# New Forum Slogan?



## Premier (Oct 30, 2003)

"The Post-Shinn Era Begins" is sort of bland and we can definitely do better than that.

Any suggestions?


----------



## nutmeged3 (Apr 11, 2005)

I'm not any good at this but I'll try and come up with a few


----------



## nutmeged3 (Apr 11, 2005)

Ah, here's what I came up with in about 5 min.

"We got the hustle, just waitin on the flow"

"Bright future is on the horizin in Charlotte"

"Here to prove that NC basketball isn't just about college"

"Bobcats are on the prowl"

"MJ and Co. got us headed in the right direction"


----------



## nutmeged3 (Apr 11, 2005)

"Every win's an upset"

"EO50's Block Party"

"The 'Stache bringin greatness to Charlotte"

"Stormin (or Drizzlin) for Bernie one last time"

"Waitin on a real coach"

"Atleast we draft well"


----------



## Seuss (Aug 19, 2005)

Here's a few......

"Always cap space for LeBron"

"Hearing the roar for the first time"

"Attack of the Cats"

"The 'Stache, not letting us crash"


----------



## MusaSK (Jun 24, 2006)

Haha, I like "Every win's an upset".

Or "Charlotte. At least we're not New York."


----------



## Husstla (Nov 5, 2006)

MusaSK said:


> Haha, I like "Every win's an upset".
> 
> Or "Charlotte. At least we're not New York."


Haha Owned. 

"We almost found the answer, but the question still remains."


----------



## Premier (Oct 30, 2003)

Any more suggestions? I guess we can have a vote.


----------



## Husstla (Nov 5, 2006)

Premier said:


> Any more suggestions? I guess we can have a vote.

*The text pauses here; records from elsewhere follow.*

#[derive(Serialize, Deserialize, Debug, Clone, PartialEq)]
#[serde(default)]
pub struct SpiderConfig {
    pub enabled: bool,
    /// Per-tick chance of a spider appearing during the night
    pub spawn_chance: f64,
    pub speed: f64,
    pub wander_chance: f64,
    /// Ants within this distance of the spider count towards a challenge
    pub alert_radius: f64,
    pub ants_to_challenge: usize,
    /// Chance to flee rather than die when challenged
    pub flee_chance: f64,
    pub flee_ms: f64,
    pub dying_ms: f64,
    /// Time a spider caught without shelter at dawn takes to die
    pub daylight_dying_ms: f64,
    pub web_chance: f64,
    pub fleeing_web_chance: f64,
    pub web_cooldown_ms: f64,
    pub web_radius: f64,
    /// Entangled ants move at this fraction of their speed
    pub web_slow_factor: f64,
    pub web_slow_ms: f64,
    /// A web breaks after holding an ant this long
    pub web_hold_ms: f64,
}

impl Default for SpiderConfig {
    fn default() -> Self {
        Self {
            enabled: true,
            spawn_chance: 0.1,
            speed: 38.0,
            wander_chance: 0.02,
            alert_radius: 50.0,
            ants_to_challenge: 3,
            flee_chance: 0.7,
            flee_ms: 3000.0,
            dying_ms: 1500.0,
            daylight_dying_ms: 3500.0,
            web_chance: 0.005,
            fleeing_web_chance: 0.05,
            web_cooldown_ms: 2000.0,
            web_radius: 8.0,
            web_slow_factor: 0.5,
            web_slow_ms: 5000.0,
            web_hold_ms: 5000.0,
        }
    }
}

#[derive(Serialize, Deserialize, Debug, Clone, PartialEq)]
#[serde(default)]
pub struct DayNightConfig {
    /// Full day plus night; the second half is night
    pub cycle_ms: f64,
    pub ant_night_speed_multiplier: f64,
    pub ant_night_perception_multiplier: f64,
    /// Webs are swept away during this window after a quarter cycle
    pub midday_window_ms: f64,
}

impl Default for DayNightConfig {
    fn default() -> Self {
        Self {
            cycle_ms: 180_000.0,
            ant_night_speed_multiplier: 0.75,
            ant_night_perception_multiplier: 0.625,
            midday_window_ms: 1000.0,
        }
    }
}

/// Complete simulation configuration
#[derive(Serialize, Deserialize, Debug, Clone, Default, PartialEq)]
#[serde(default)]
pub struct SimulationConfig {
    pub world: WorldConfig,
    pub ant: AntConfig,
    pub resources: ResourcesConfig,
    pub spawner: SpawnerConfig,
    pub colony: ColonyConfig,
    pub snake: SnakeConfig,
    pub spider: SpiderConfig,
    pub day_night: DayNightConfig,
}

impl SimulationConfig {
    /// Parse and validate a TOML document
    pub fn from_toml_str(src: &str) -> Result<Self> {
        let config: SimulationConfig = toml::from_str(src)?;
        config.validate()?;
        Ok(config)
    }

    /// Load and validate a TOML file
    pub fn load(path: impl AsRef<Path>) -> Result<Self> {
        let src = std::fs::read_to_string(path)?;
        Self::from_toml_str(&src)
    }

    /// Reject values the simulation cannot run with
    pub fn validate(&self) -> Result<()> {
        fn positive(name: &str, v: f64) -> Result<()> {
            if v.is_finite() && v > 0.0 {
                Ok(())
            } else {
                Err(SimError::InvalidConfig(format!("{name} must be positive, got {v}")))
            }
        }
        fn non_negative(name: &str, v: f64) -> Result<()> {
            if v.is_finite() && v >= 0.0 {
                Ok(())
            } else {
                Err(SimError::InvalidConfig(format!("{name} must not be negative, got {v}")))
            }
        }
        fn probability(name: &str, v: f64) -> Result<()> {
            if (0.0..=1.0).contains(&v) {
                Ok(())
            } else {
                Err(SimError::InvalidConfig(format!("{name} must be within [0, 1], got {v}")))
            }
        }

        positive("world.width", self.world.width)?;
        positive("world.height", self.world.height)?;
        non_negative("world.edge_buffer", self.world.edge_buffer)?;
        non_negative("world.spawn_margin", self.world.spawn_margin)?;
        if 2.0 * self.world.spawn_margin >= self.world.width.min(self.world.height) {
            return Err(SimError::InvalidConfig(
                "world.spawn_margin leaves no room to place resources".to_string(),
            ));
        }

        positive("ant.size", self.ant.size)?;
        positive("ant.speed", self.ant.speed)?;
        positive("ant.perception_radius", self.ant.perception_radius)?;
        positive("ant.carry_capacity", self.ant.carry_capacity)?;
        non_negative("ant.spawn_jitter", self.ant.spawn_jitter)?;

        for kind in NodeKind::ALL {
            let node = self.resources.node(kind);
            let name = kind.as_str();
            positive(&format!("resources.{name}.capacity"), node.capacity)?;
            positive(&format!("resources.{name}.size"), node.size)?;
            non_negative(&format!("resources.{name}.regen_per_sec"), node.regen_per_sec)?;
            probability(&format!("resources.{name}.chance_when_low"), node.chance_when_low)?;
            probability(&format!("resources.{name}.chance_otherwise"), node.chance_otherwise)?;
            probability(&format!("resources.{name}.low_fraction"), node.low_fraction)?;
        }

        positive("spawner.interval_ms", self.spawner.interval_ms)?;
        non_negative("spawner.min_spacing", self.spawner.min_spacing)?;

        positive("colony.size", self.colony.size)?;
        positive("colony.outer_size", self.colony.outer_size)?;
        positive("colony.spawn_interval_ms", self.colony.spawn_interval_ms)?;
        if self.colony.max_agents == 0 {
            return Err(SimError::InvalidConfig(
                "colony.max_agents must be at least 1".to_string(),
            ));
        }
        for (name, stock) in [
            ("colony.initial_stock", &self.colony.initial_stock),
            ("colony.ant_cost", &self.colony.ant_cost),
            ("colony.founding_cost", &self.colony.founding_cost),
        ] {
            non_negative(&format!("{name}.minerals"), stock.minerals)?;
            non_negative(&format!("{name}.plants"), stock.plants)?;
        }

        positive("snake.speed", self.snake.speed)?;
        positive("snake.perception_radius", self.snake.perception_radius)?;
        positive("snake.capture_distance", self.snake.capture_distance)?;
        probability("snake.wander_chance", self.snake.wander_chance)?;
        if self.snake.initial_length == 0 {
            return Err(SimError::InvalidConfig(
                "snake.initial_length must be at least 1".to_string(),
            ));
        }

        probability("spider.spawn_chance", self.spider.spawn_chance)?;
        positive("spider.speed", self.spider.speed)?;
        probability("spider.wander_chance", self.spider.wander_chance)?;
        probability("spider.flee_chance", self.spider.flee_chance)?;
        probability("spider.web_chance", self.spider.web_chance)?;
        probability("spider.fleeing_web_chance", self.spider.fleeing_web_chance)?;
        probability("spider.web_slow_factor", self.spider.web_slow_factor)?;
        positive("spider.web_radius", self.spider.web_radius)?;

        positive("day_night.cycle_ms", self.day_night.cycle_ms)?;
        positive(
            "day_night.ant_night_speed_multiplier",
            self.day_night.ant_night_speed_multiplier,
        )?;
        positive(
            "day_night.ant_night_perception_multiplier",
            self.day_night.ant_night_perception_multiplier,
        )?;
        non_negative("day_night.midday_window_ms", self.day_night.midday_window_ms)?;

        Ok(())
    }
}
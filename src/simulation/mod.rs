pub mod clock;
pub mod engine;
pub mod events;
pub mod report;
pub mod stats;

pub use clock::{Phase, SimulationClock};
pub use engine::{Simulation, SimulationBuilder};
pub use events::{Command, CommandOutcome, SpiderEvent, TickEvents};
pub use stats::{Ledger, Summary};
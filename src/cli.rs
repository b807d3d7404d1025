use crate::direction::Vec2;
use clap::Parser;
use std::path::PathBuf;

/// CLI arguments for the colony simulation
#[derive(Parser, Debug)]
#[command(name = "ant_colony_sim", about = "🐜 Ant colonies foraging under a hungry snake")]
pub struct Args {
    /// Number of ticks to run
    #[arg(short = 't', long, default_value_t = 3600)]
    pub ticks: u64,

    /// Simulated milliseconds per tick
    #[arg(long, default_value_t = 16.0)]
    pub dt_ms: f64,

    /// Random seed
    #[arg(long)]
    pub seed: Option<u64>,

    /// TOML file overriding the default tuning
    #[arg(short = 'c', long)]
    pub config: Option<PathBuf>,

    /// Position of the first colony as `x,y` (defaults to the world centre)
    #[arg(long, value_name = "X,Y")]
    pub colony: Option<Vec2>,

    /// Found a new colony whenever the primary colony can afford one
    #[arg(long, default_value_t = false)]
    pub expand: bool,

    /// Suppress the event log (for benchmarks)
    #[arg(long, default_value_t = false)]
    pub suppress_events: bool,
}
use crate::cli::Args;
use crate::ids::ColonyId;
use crate::simulation::clock::Phase;
use crate::simulation::engine::Simulation;
use crate::simulation::events::{SpiderEvent, TickEvents};
use crate::simulation::stats::Summary;
use colored::Colorize;
use std::time::Duration;

/// Print the noteworthy events of one tick
pub fn log_events(args: &Args, sim: &Simulation, events: &TickEvents) {
    if args.suppress_events || events.is_quiet() {
        return;
    }
    let tick = sim.tick_count();

    if let Some(phase) = events.phase_change {
        let line = match phase {
            Phase::Night => "night falls, the snake sleeps".blue(),
            Phase::Day => "day breaks, the snake wakes".yellow(),
        };
        println!("{} {} {}", "🌗".normal(), format!("[{tick}]").dimmed(), line);
    }

    for id in &events.captures {
        println!(
            "{} {} {} {}",
            "🐍".red(),
            format!("[{tick}]").dimmed(),
            format!("{id}").bright_red(),
            "was eaten by the snake".red()
        );
    }

    for id in &events.founded {
        log_founding(args, sim, *id);
    }

    match events.spider {
        Some(SpiderEvent::Appeared(p)) => println!(
            "{} {} {} {}",
            "🕷".magenta(),
            format!("[{tick}]").dimmed(),
            "a spider crawled out at".magenta(),
            p.to_string().bright_magenta()
        ),
        Some(SpiderEvent::Left) => println!(
            "{} {} {}",
            "🕷".magenta(),
            format!("[{tick}]").dimmed(),
            "the spider is gone".magenta()
        ),
        None => {}
    }

    for (command, result) in &events.commands {
        if let Err(err) = result {
            println!(
                "{} {} {} {}",
                "⚠".yellow(),
                format!("[{tick}]").dimmed(),
                command.to_string().yellow(),
                format!("failed: {err}").dimmed()
            );
        }
    }
}

/// Print a colony founding
pub fn log_founding(args: &Args, sim: &Simulation, id: ColonyId) {
    if args.suppress_events {
        return;
    }
    let Some(colony) = sim.colony(id) else {
        return;
    };
    println!(
        "{} {} {} {}",
        "🏠".green(),
        format!("[{}]", sim.tick_count()).dimmed(),
        format!("{id}").bright_green(),
        format!("founded at {}", colony.position).green()
    );
}

/// Print the end-of-run summary
pub fn print_summary(summary: &Summary, args: &Args, runtime: Duration) {
    println!(
        "\n{}\n{} {:.3} ms {} {} {} {} {} {} {} {} {}",
        "===".bright_blue().bold(),
        "⏱️  Simulation Latency:".green().bold(),
        runtime.as_secs_f64() * 1000.0,
        format!("({} ticks of {} ms)", summary.ticks, args.dt_ms).dimmed(),
        "|".dimmed(),
        format!("ants={}", summary.ants).cyan(),
        format!("colonies={}", summary.colonies).cyan(),
        format!("captures={}", summary.captures).cyan(),
        format!("minerals={:.1}", summary.stock.minerals).cyan(),
        format!("plants={:.1}", summary.stock.plants).cyan(),
        format!("phase={}", summary.phase).cyan(),
        format!("snake_length={}", summary.snake_length).cyan(),
    );
    println!(
        "{} {} {} {} {}",
        "🌿".green(),
        format!("rock_nodes={}", summary.rocks).dimmed(),
        format!("plant_nodes={}", summary.plants).dimmed(),
        format!("bush_nodes={}", summary.bushes).dimmed(),
        format!(
            "abundance={:.2} danger={:.2}",
            summary.abundance, summary.danger
        )
        .dimmed(),
    );
}
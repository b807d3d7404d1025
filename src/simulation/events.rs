use crate::direction::Vec2;
use crate::error::Result;
use crate::ids::{AgentId, ColonyId, ResourceId};
use crate::simulation::clock::Phase;
use crate::stock::ResourceKind;
use std::fmt;

/// User input that can be queued for the start of the next tick
#[derive(Clone, Copy, Debug, PartialEq)]
pub enum Command {
    /// Arm placement of a new colony
    BeginPlacement,
    /// Place the first colony, or found one while placement is armed
    Place(Vec2),
    /// Hatch an ant at a colony
    Spawn(ColonyId),
}

impl fmt::Display for Command {
    fn fmt(&self, f: &mut fmt::Formatter<'_>) -> fmt::Result {
        match self {
            Command::BeginPlacement => write!(f, "begin placement"),
            Command::Place(p) => write!(f, "place colony at {p}"),
            Command::Spawn(c) => write!(f, "spawn at {c}"),
        }
    }
}

/// Successful result of a command
#[derive(Clone, Copy, Debug, PartialEq, Eq)]
pub enum CommandOutcome {
    PlacementArmed,
    Placed(ColonyId),
    Spawned(AgentId),
}

/// Comings and goings of the spider
#[derive(Clone, Copy, Debug, PartialEq)]
pub enum SpiderEvent {
    Appeared(Vec2),
    Left,
}

/// Everything observable that happened during one tick
#[derive(Debug, Default)]
pub struct TickEvents {
    /// Ants removed by the snake, in capture order
    pub captures: Vec<AgentId>,
    /// Ants hatched by colonies or by queued spawn commands
    pub spawns: Vec<AgentId>,
    pub deposits: Vec<(ColonyId, ResourceKind, f64)>,
    pub phase_change: Option<Phase>,
    /// Colonies placed by queued commands
    pub founded: Vec<ColonyId>,
    pub resources_spawned: Vec<ResourceId>,
    pub resources_pruned: Vec<ResourceId>,
    pub spider: Option<SpiderEvent>,
    pub webs_spun: usize,
    /// Queued commands applied at the start of this tick, with their results
    pub commands: Vec<(Command, Result<CommandOutcome>)>,
}

impl TickEvents {
    /// Total deposited this tick for `kind`
    pub fn deposited(&self, kind: ResourceKind) -> f64 {
        self.deposits
            .iter()
            .filter(|(_, k, _)| *k == kind)
            .map(|(_, _, amount)| amount)
            .sum()
    }

    /// Nothing a reader of the event log would care about
    pub fn is_quiet(&self) -> bool {
        self.captures.is_empty()
            && self.spawns.is_empty()
            && self.phase_change.is_none()
            && self.founded.is_empty()
            && self.spider.is_none()
            && self.commands.is_empty()
    }
}
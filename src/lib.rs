//! # Ant Colony Sim
//!
//! A tick-driven simulation of ant colonies foraging for minerals and plants
//! while a snake hunts them and, at night, a spider spins webs.
//!
//! This library provides the simulation core: the spatial world and its
//! resource nodes, the ant state machine, colony economics, the predators and
//! the scheduler that advances them all in a fixed order. Rendering and input
//! are left to the caller, which reads snapshots and issues commands.

pub mod ant;
pub mod cli;
pub mod colony;
pub mod config;
pub mod direction;
pub mod error;
pub mod ids;
pub mod predator;
pub mod simulation;
pub mod stock;
pub mod world;

pub use ant::{Ant, AntState};
pub use cli::Args;
pub use colony::Colony;
pub use config::SimulationConfig;
pub use direction::{Direction, Vec2};
pub use error::{Result, SimError};
pub use ids::{AgentId, ColonyId, ResourceId};
pub use predator::{Predator, Snake, Spider};
pub use simulation::{Command, Phase, Simulation, TickEvents};
pub use stock::{ResourceKind, Stock};
pub use world::{NodeKind, ResourceNode, World};

/// Re-export commonly used types
pub mod prelude {
    pub use crate::{
        AgentId, Ant, AntState, Args, ColonyId, Command, Direction, NodeKind, Phase, Result, SimError,
        Simulation, SimulationConfig, Stock, TickEvents, Vec2,
    };
}
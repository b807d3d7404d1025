use std::fmt;

macro_rules! entity_id {
    ($(#[$meta:meta])* $name:ident, $prefix:literal) => {
        $(#[$meta])*
        #[derive(Clone, Copy, Debug, PartialEq, Eq, PartialOrd, Ord, Hash)]
        pub struct $name(pub u32);

        impl $name {
            /// Raw numeric value
            #[inline]
            pub const fn get(self) -> u32 {
                self.0
            }
        }

        impl fmt::Display for $name {
            fn fmt(&self, f: &mut fmt::Formatter<'_>) -> fmt::Result {
                write!(f, concat!($prefix, "{}"), self.0)
            }
        }
    };
}

entity_id!(
    /// Ant identifier, assigned in creation order
    AgentId,
    "ant#"
);
entity_id!(
    /// Colony identifier, equal to the colony's index in creation order
    ColonyId,
    "colony#"
);
entity_id!(
    /// Resource node identifier, assigned in creation order
    ResourceId,
    "node#"
);

/// Monotonic id source. Ids are never reused, so creation order equals id order.
#[derive(Clone, Debug, Default)]
pub(crate) struct IdSequence(u32);

impl IdSequence {
    #[inline]
    pub(crate) fn next(&mut self) -> u32 {
        let id = self.0;
        self.0 += 1;
        id
    }
}

#[cfg(test)]
mod tests {
    use super::*;

    #[test]
    fn test_id_display() {
        assert_eq!(AgentId(3).to_string(), "ant#3");
        assert_eq!(ColonyId(0).to_string(), "colony#0");
        assert_eq!(ResourceId(12).to_string(), "node#12");
    }

    #[test]
    fn test_sequence_is_monotonic() {
        let mut seq = IdSequence::default();
        assert_eq!(seq.next(), 0);
        assert_eq!(seq.next(), 1);
        assert_eq!(seq.next(), 2);
    }
}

For this year at least it should be every wins an upset. Lets see what happens in the Draft and then change it later on.


----------



## nutmeged3 (Apr 11, 2005)

BUMP

Any more suggestions?


----------



## The Jopker (Sep 14, 2005)

I'd like to go with Every Win's an Upset.


----------



## Zuca (Dec 4, 2003)

"Okafor and Oden can be a terrific duo"

"This is the McInnis crew"

"Eric Williams is the moral winner of Bobcats Survivor"

"There is always next year" (it serves for Atlanta too :sad: )


----------



## Premier (Oct 30, 2003)

I like "Every win is an upset," but if the Bobcats improve this offseason, the slogan wouldn't apply. In the case that the Bobcats field a playoff bound team next season, how about "Bobcats Reloaded?" We may very well have to come up with two slogans for each scenario.


----------



## nutmeged3 (Apr 11, 2005)

If we pick another UNC player I'll just go ahead and throw out

"The Charlotte Tarheels" or something along those lines

But I guess Every Win's An Upset is the temporary choice like you said


----------



## SignGuyDino (Apr 30, 2003)

Coach Larry Brown and bust!






(runs)


----------



## Zuca (Dec 4, 2003)

"Butch Carter next season? No Camby in Charlotte!"


----------



## WhoDaBest23 (Apr 16, 2003)

How about "On the Cusp of Mediocrity?" :biggrin:


----------